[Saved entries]
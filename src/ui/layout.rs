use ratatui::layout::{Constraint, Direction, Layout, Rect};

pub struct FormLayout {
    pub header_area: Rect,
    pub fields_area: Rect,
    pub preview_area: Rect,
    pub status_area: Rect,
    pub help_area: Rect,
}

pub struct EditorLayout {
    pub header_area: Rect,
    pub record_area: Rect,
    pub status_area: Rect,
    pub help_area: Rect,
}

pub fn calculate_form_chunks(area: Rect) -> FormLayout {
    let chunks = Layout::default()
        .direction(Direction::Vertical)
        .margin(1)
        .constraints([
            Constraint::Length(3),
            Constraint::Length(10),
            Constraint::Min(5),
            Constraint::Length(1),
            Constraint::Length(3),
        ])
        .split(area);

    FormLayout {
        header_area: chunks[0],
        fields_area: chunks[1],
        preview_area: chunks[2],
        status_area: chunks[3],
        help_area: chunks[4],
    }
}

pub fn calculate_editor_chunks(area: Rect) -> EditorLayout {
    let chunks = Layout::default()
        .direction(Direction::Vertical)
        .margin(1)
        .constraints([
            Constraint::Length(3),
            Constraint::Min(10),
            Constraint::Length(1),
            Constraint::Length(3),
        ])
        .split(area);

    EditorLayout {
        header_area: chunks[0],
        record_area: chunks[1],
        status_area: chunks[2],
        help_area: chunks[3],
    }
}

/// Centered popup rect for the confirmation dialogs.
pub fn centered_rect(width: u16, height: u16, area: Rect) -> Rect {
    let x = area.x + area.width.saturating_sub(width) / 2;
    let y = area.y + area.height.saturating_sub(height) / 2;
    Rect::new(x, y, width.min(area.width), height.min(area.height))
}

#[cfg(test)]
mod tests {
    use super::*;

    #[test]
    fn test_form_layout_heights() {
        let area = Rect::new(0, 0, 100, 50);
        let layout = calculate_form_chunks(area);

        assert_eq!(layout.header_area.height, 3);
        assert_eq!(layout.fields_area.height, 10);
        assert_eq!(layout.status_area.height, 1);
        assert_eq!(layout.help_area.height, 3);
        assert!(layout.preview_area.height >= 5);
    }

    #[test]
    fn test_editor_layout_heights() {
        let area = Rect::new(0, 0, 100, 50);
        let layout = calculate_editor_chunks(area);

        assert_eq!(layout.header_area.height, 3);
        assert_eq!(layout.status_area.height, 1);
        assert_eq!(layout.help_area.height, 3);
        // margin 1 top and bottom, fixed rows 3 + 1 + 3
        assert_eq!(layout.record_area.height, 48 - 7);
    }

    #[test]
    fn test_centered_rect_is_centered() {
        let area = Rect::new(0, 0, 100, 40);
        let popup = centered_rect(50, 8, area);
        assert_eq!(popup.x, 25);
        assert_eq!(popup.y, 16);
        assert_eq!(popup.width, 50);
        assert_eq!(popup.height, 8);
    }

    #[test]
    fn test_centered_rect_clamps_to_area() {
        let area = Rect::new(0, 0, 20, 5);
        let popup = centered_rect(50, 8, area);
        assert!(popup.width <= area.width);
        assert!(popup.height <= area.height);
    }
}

...

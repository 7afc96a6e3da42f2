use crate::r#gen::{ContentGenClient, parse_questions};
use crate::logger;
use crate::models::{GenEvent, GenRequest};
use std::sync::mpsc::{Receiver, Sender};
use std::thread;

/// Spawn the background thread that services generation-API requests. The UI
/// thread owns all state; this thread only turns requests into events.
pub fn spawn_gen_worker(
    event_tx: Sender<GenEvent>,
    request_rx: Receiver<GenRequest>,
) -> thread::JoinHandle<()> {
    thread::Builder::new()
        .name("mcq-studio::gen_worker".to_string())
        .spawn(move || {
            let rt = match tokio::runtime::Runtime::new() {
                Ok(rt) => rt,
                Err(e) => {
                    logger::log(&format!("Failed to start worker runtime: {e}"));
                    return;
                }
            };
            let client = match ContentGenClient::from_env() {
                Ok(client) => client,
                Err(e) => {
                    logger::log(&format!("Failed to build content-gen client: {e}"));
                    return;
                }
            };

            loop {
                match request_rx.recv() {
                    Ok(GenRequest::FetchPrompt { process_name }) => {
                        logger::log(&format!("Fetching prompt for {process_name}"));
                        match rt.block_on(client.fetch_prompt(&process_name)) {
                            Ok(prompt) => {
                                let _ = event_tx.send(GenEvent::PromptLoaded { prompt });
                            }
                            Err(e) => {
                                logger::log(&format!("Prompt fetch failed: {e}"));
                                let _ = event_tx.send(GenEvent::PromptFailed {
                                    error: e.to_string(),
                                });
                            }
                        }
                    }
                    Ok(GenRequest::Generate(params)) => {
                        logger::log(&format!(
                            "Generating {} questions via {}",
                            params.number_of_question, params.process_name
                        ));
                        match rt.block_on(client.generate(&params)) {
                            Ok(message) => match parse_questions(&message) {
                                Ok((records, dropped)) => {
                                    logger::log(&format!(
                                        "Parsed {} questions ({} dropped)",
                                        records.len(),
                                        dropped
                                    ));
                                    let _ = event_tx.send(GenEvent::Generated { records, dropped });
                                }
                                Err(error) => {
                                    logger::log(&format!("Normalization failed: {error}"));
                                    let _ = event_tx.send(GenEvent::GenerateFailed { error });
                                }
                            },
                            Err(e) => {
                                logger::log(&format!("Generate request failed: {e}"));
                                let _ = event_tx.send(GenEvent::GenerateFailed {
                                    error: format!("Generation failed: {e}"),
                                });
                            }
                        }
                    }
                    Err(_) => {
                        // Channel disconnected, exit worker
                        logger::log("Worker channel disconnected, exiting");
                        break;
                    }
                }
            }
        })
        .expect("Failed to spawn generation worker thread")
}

---

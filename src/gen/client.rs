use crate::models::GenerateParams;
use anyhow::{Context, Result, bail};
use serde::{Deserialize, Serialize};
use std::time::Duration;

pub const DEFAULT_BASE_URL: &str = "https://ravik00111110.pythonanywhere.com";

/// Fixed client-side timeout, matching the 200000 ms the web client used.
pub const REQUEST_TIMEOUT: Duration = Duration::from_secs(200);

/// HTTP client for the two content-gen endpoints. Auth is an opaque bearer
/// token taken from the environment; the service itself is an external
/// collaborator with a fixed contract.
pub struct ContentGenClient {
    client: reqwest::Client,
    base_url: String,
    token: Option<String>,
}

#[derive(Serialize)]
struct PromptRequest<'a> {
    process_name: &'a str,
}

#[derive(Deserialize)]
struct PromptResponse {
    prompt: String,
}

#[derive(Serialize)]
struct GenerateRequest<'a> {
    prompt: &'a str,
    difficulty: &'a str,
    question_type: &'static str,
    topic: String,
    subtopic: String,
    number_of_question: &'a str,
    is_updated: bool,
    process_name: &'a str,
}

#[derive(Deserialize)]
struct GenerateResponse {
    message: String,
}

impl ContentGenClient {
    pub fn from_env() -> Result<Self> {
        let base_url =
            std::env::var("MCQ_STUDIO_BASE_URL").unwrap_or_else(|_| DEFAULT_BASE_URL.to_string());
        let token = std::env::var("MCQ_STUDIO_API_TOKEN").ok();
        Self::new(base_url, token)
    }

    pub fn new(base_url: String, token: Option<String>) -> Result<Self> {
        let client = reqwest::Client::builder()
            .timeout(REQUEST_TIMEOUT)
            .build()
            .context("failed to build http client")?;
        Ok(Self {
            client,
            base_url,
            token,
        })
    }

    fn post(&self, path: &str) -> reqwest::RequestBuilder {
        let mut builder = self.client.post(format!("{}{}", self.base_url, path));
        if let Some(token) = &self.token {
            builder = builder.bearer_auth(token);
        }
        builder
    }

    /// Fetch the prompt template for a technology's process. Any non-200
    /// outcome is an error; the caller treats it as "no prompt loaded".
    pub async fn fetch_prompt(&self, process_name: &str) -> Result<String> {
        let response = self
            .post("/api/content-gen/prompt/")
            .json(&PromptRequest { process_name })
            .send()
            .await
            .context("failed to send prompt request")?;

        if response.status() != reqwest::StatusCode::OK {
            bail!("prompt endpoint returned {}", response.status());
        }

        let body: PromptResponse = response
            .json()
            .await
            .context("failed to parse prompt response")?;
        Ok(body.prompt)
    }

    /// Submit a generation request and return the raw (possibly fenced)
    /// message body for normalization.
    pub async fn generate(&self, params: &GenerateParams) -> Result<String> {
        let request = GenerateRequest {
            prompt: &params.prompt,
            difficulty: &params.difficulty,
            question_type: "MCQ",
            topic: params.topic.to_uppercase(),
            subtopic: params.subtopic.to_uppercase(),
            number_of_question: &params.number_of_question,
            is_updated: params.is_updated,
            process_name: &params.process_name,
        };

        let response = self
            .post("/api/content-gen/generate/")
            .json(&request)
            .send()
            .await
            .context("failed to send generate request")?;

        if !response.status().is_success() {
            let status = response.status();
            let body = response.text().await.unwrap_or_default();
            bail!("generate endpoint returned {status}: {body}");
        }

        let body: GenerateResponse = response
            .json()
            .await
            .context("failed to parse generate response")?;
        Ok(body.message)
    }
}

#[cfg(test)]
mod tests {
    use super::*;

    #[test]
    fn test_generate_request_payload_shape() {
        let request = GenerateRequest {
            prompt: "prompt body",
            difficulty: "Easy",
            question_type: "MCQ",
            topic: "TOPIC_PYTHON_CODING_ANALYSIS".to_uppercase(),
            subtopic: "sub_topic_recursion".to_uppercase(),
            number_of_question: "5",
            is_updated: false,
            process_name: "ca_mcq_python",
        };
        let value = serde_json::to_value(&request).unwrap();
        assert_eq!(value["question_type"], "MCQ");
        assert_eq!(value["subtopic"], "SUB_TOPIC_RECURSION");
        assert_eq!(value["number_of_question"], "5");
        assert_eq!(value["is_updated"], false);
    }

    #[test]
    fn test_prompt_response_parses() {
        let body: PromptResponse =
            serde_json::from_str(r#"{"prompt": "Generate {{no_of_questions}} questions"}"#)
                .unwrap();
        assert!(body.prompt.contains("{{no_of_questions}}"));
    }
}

■ What is expected
Show the lines of the entries that include the string "records", copying each in full.

■ Answer section
                                Ok((records, dropped)) => {
                                        records.len(),
                                    let _ = event_tx.send(GenEvent::Generated { records, dropped });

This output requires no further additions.